• _Work task_:
Look for "disabled" in the material below and show each line that contains it.

• _Information shown_:
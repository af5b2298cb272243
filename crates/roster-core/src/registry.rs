//! Process-wide model registry, built once at startup.
//!
//! Holds the detector cascade and one [`ModelConfig`] per recognition model.
//! Only enabled models with a loaded handle take part in matching.

use crate::detector::{DetectorBackend, FaceDetector, ScrfdBackend, DEFAULT_EXPAND_PERCENTAGE, DEFAULT_MIN_CONFIDENCE};
use crate::recognizer::{EmbeddingModel, ModelKind, OnnxEmbedder};
use serde::Deserialize;
use std::path::PathBuf;
use thiserror::Error;

#[derive(Error, Debug)]
pub enum RegistryError {
    #[error("decision threshold for {model} must lie in (0, 1), got {threshold}")]
    InvalidThreshold { model: String, threshold: f32 },
    #[error("duplicate model name: {0}")]
    DuplicateModel(String),
    #[error("no face detector could be loaded from {0}")]
    NoDetector(String),
}

/// One recognition model and its decision rule.
pub struct ModelConfig {
    pub name: String,
    /// Similarity a candidate must strictly exceed to earn this model's vote.
    pub threshold: f32,
    pub enabled: bool,
    handle: Option<Box<dyn EmbeddingModel>>,
}

impl ModelConfig {
    pub fn new(
        name: impl Into<String>,
        threshold: f32,
        handle: Box<dyn EmbeddingModel>,
    ) -> Result<Self, RegistryError> {
        let name = name.into();
        validate_threshold(&name, threshold)?;
        Ok(Self {
            name,
            threshold,
            enabled: true,
            handle: Some(handle),
        })
    }

    /// A model that is configured but takes no part in matching.
    pub fn disabled(name: impl Into<String>, threshold: f32) -> Self {
        Self {
            name: name.into(),
            threshold,
            enabled: false,
            handle: None,
        }
    }

    pub fn is_active(&self) -> bool {
        self.enabled && self.handle.is_some()
    }

    /// Mutable access to the model for inference; `None` unless active.
    pub fn handle_mut(&mut self) -> Option<&mut (dyn EmbeddingModel + 'static)> {
        if !self.enabled {
            return None;
        }
        self.handle.as_deref_mut()
    }
}

impl std::fmt::Debug for ModelConfig {
    fn fmt(&self, f: &mut std::fmt::Formatter<'_>) -> std::fmt::Result {
        f.debug_struct("ModelConfig")
            .field("name", &self.name)
            .field("threshold", &self.threshold)
            .field("enabled", &self.enabled)
            .field("loaded", &self.handle.is_some())
            .finish()
    }
}

fn validate_threshold(model: &str, threshold: f32) -> Result<(), RegistryError> {
    if threshold > 0.0 && threshold < 1.0 {
        Ok(())
    } else {
        Err(RegistryError::InvalidThreshold {
            model: model.to_string(),
            threshold,
        })
    }
}

/// Per-model overrides read from configuration.
#[derive(Debug, Clone, Deserialize)]
pub struct ModelSettings {
    pub name: String,
    pub threshold: Option<f32>,
    pub enabled: Option<bool>,
    /// File name inside the model directory; defaults to the model's standard file.
    pub file: Option<String>,
}

/// Everything needed to load the registry from disk.
#[derive(Debug, Clone)]
pub struct RegistrySettings {
    pub model_dir: PathBuf,
    /// Detector model files in priority order.
    pub detectors: Vec<String>,
    pub models: Vec<ModelSettings>,
    pub min_confidence: f32,
    pub expand_percentage: u32,
}

impl RegistrySettings {
    pub fn new(model_dir: PathBuf) -> Self {
        Self {
            model_dir,
            detectors: vec!["det_10g.onnx".to_string(), "det_500m.onnx".to_string()],
            models: Vec::new(),
            min_confidence: DEFAULT_MIN_CONFIDENCE,
            expand_percentage: DEFAULT_EXPAND_PERCENTAGE,
        }
    }

    fn path_of(&self, file: &str) -> String {
        self.model_dir.join(file).to_string_lossy().into_owned()
    }

    fn overrides_for(&self, kind: ModelKind) -> Option<&ModelSettings> {
        self.models
            .iter()
            .find(|m| m.name.eq_ignore_ascii_case(kind.name()))
    }
}

/// Detector cascade plus recognition models, loaded once and reused per request.
pub struct ModelRegistry {
    detector: FaceDetector,
    models: Vec<ModelConfig>,
}

impl ModelRegistry {
    pub fn new(detector: FaceDetector, models: Vec<ModelConfig>) -> Result<Self, RegistryError> {
        for (i, m) in models.iter().enumerate() {
            if models[..i].iter().any(|other| other.name == m.name) {
                return Err(RegistryError::DuplicateModel(m.name.clone()));
            }
        }
        Ok(Self { detector, models })
    }

    /// Load detectors and every known recognition model from `settings.model_dir`.
    ///
    /// A recognition model that fails to load is logged and disabled. Fails
    /// only when no detector backend loads.
    pub fn load(settings: &RegistrySettings) -> Result<Self, RegistryError> {
        let mut backends: Vec<Box<dyn DetectorBackend>> = Vec::new();
        for file in &settings.detectors {
            let path = settings.path_of(file);
            match ScrfdBackend::load(&path) {
                Ok(backend) => backends.push(Box::new(backend)),
                Err(e) => tracing::warn!(path = %path, error = %e, "detector backend unavailable"),
            }
        }
        if backends.is_empty() {
            return Err(RegistryError::NoDetector(settings.model_dir.display().to_string()));
        }

        let detector = FaceDetector::new(backends)
            .with_min_confidence(settings.min_confidence)
            .with_expand_percentage(settings.expand_percentage);

        let mut models = Vec::new();
        for kind in ModelKind::ALL {
            let overrides = settings.overrides_for(kind);
            let threshold = overrides
                .and_then(|o| o.threshold)
                .unwrap_or_else(|| kind.default_threshold());
            let enabled = overrides
                .and_then(|o| o.enabled)
                .unwrap_or_else(|| kind.default_enabled());

            validate_threshold(kind.name(), threshold)?;

            if !enabled {
                tracing::info!(model = kind.name(), "recognition model disabled");
                models.push(ModelConfig::disabled(kind.name(), threshold));
                continue;
            }

            let file = overrides
                .and_then(|o| o.file.as_deref())
                .unwrap_or_else(|| kind.file_name());
            let path = settings.path_of(file);
            match OnnxEmbedder::load(kind, &path) {
                Ok(embedder) => models.push(ModelConfig::new(kind.name(), threshold, Box::new(embedder))?),
                Err(e) => {
                    tracing::warn!(model = kind.name(), path = %path, error = %e, "recognition model failed to load; disabling");
                    models.push(ModelConfig::disabled(kind.name(), threshold));
                }
            }
        }

        for unknown in settings
            .models
            .iter()
            .filter(|m| m.name.parse::<ModelKind>().is_err())
        {
            tracing::warn!(model = %unknown.name, "ignoring settings for unknown recognition model");
        }

        let registry = Self::new(detector, models)?;
        tracing::info!(
            detectors = ?registry.detector.backend_names(),
            models = ?registry.active_model_names(),
            "model registry ready"
        );
        Ok(registry)
    }

    pub fn detector(&self) -> &FaceDetector {
        &self.detector
    }

    pub fn detector_mut(&mut self) -> &mut FaceDetector {
        &mut self.detector
    }

    /// Active models in registry order.
    pub fn active_models_mut(&mut self) -> impl Iterator<Item = &mut ModelConfig> {
        self.models.iter_mut().filter(|m| m.is_active())
    }

    pub fn active_model_names(&self) -> Vec<String> {
        self.models
            .iter()
            .filter(|m| m.is_active())
            .map(|m| m.name.clone())
            .collect()
    }
}

#[cfg(test)]
mod tests {
    use super::*;
    use crate::recognizer::RecognizerError;
    use crate::types::Embedding;
    use image::RgbImage;

    struct Fixed;

    impl EmbeddingModel for Fixed {
        fn embed(&mut self, _face: &RgbImage) -> Result<Embedding, RecognizerError> {
            Ok(Embedding::new(vec![1.0]))
        }
    }

    #[test]
    fn test_threshold_must_be_open_unit_interval() {
        assert!(ModelConfig::new("a", 0.5, Box::new(Fixed)).is_ok());
        assert!(matches!(
            ModelConfig::new("a", 0.0, Box::new(Fixed)),
            Err(RegistryError::InvalidThreshold { .. })
        ));
        assert!(ModelConfig::new("a", 1.0, Box::new(Fixed)).is_err());
        assert!(ModelConfig::new("a", f32::NAN, Box::new(Fixed)).is_err());
    }

    #[test]
    fn test_only_enabled_models_are_active() {
        let mut registry = ModelRegistry::new(
            FaceDetector::new(Vec::new()),
            vec![
                ModelConfig::new("ArcFace", 0.35, Box::new(Fixed)).unwrap(),
                ModelConfig::disabled("VGG-Face", 0.5),
                ModelConfig::new("SFace", 0.30, Box::new(Fixed)).unwrap(),
            ],
        )
        .unwrap();

        assert_eq!(registry.active_model_names(), vec!["ArcFace", "SFace"]);
        assert_eq!(registry.active_models_mut().count(), 2);

        registry.models[0].enabled = false;
        assert!(registry.models[0].handle_mut().is_none());
        assert_eq!(registry.active_model_names(), vec!["SFace"]);
    }

    #[test]
    fn test_duplicate_model_names_rejected() {
        let result = ModelRegistry::new(
            FaceDetector::new(Vec::new()),
            vec![
                ModelConfig::new("ArcFace", 0.35, Box::new(Fixed)).unwrap(),
                ModelConfig::new("ArcFace", 0.40, Box::new(Fixed)).unwrap(),
            ],
        );
        assert!(matches!(result, Err(RegistryError::DuplicateModel(_))));
    }

    #[test]
    fn test_load_without_detectors_fails() {
        let settings = RegistrySettings::new(PathBuf::from("/nonexistent/roster-models"));
        assert!(matches!(ModelRegistry::load(&settings), Err(RegistryError::NoDetector(_))));
    }

    #[test]
    fn test_settings_overrides_lookup_is_case_insensitive() {
        let mut settings = RegistrySettings::new(PathBuf::from("/models"));
        settings.models.push(ModelSettings {
            name: "arcface".into(),
            threshold: Some(0.5),
            enabled: None,
            file: None,
        });
        let found = settings.overrides_for(ModelKind::ArcFace).unwrap();
        assert_eq!(found.threshold, Some(0.5));
        assert!(settings.overrides_for(ModelKind::SFace).is_none());
        assert_eq!(settings.path_of("x.onnx"), "/models/x.onnx");
    }
}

• _Result_:
    pub fn disabled(name: impl Into<String>, threshold: f32) -> Self {
    /// A recognition model that fails to load is logged and disabled. Fails
                tracing::info!(model = kind.name(), "recognition model disabled");
                models.push(ModelConfig::disabled(kind.name(), threshold));
                    models.push(ModelConfig::disabled(kind.name(), threshold));
                ModelConfig::disabled("VGG-Face", 0.5),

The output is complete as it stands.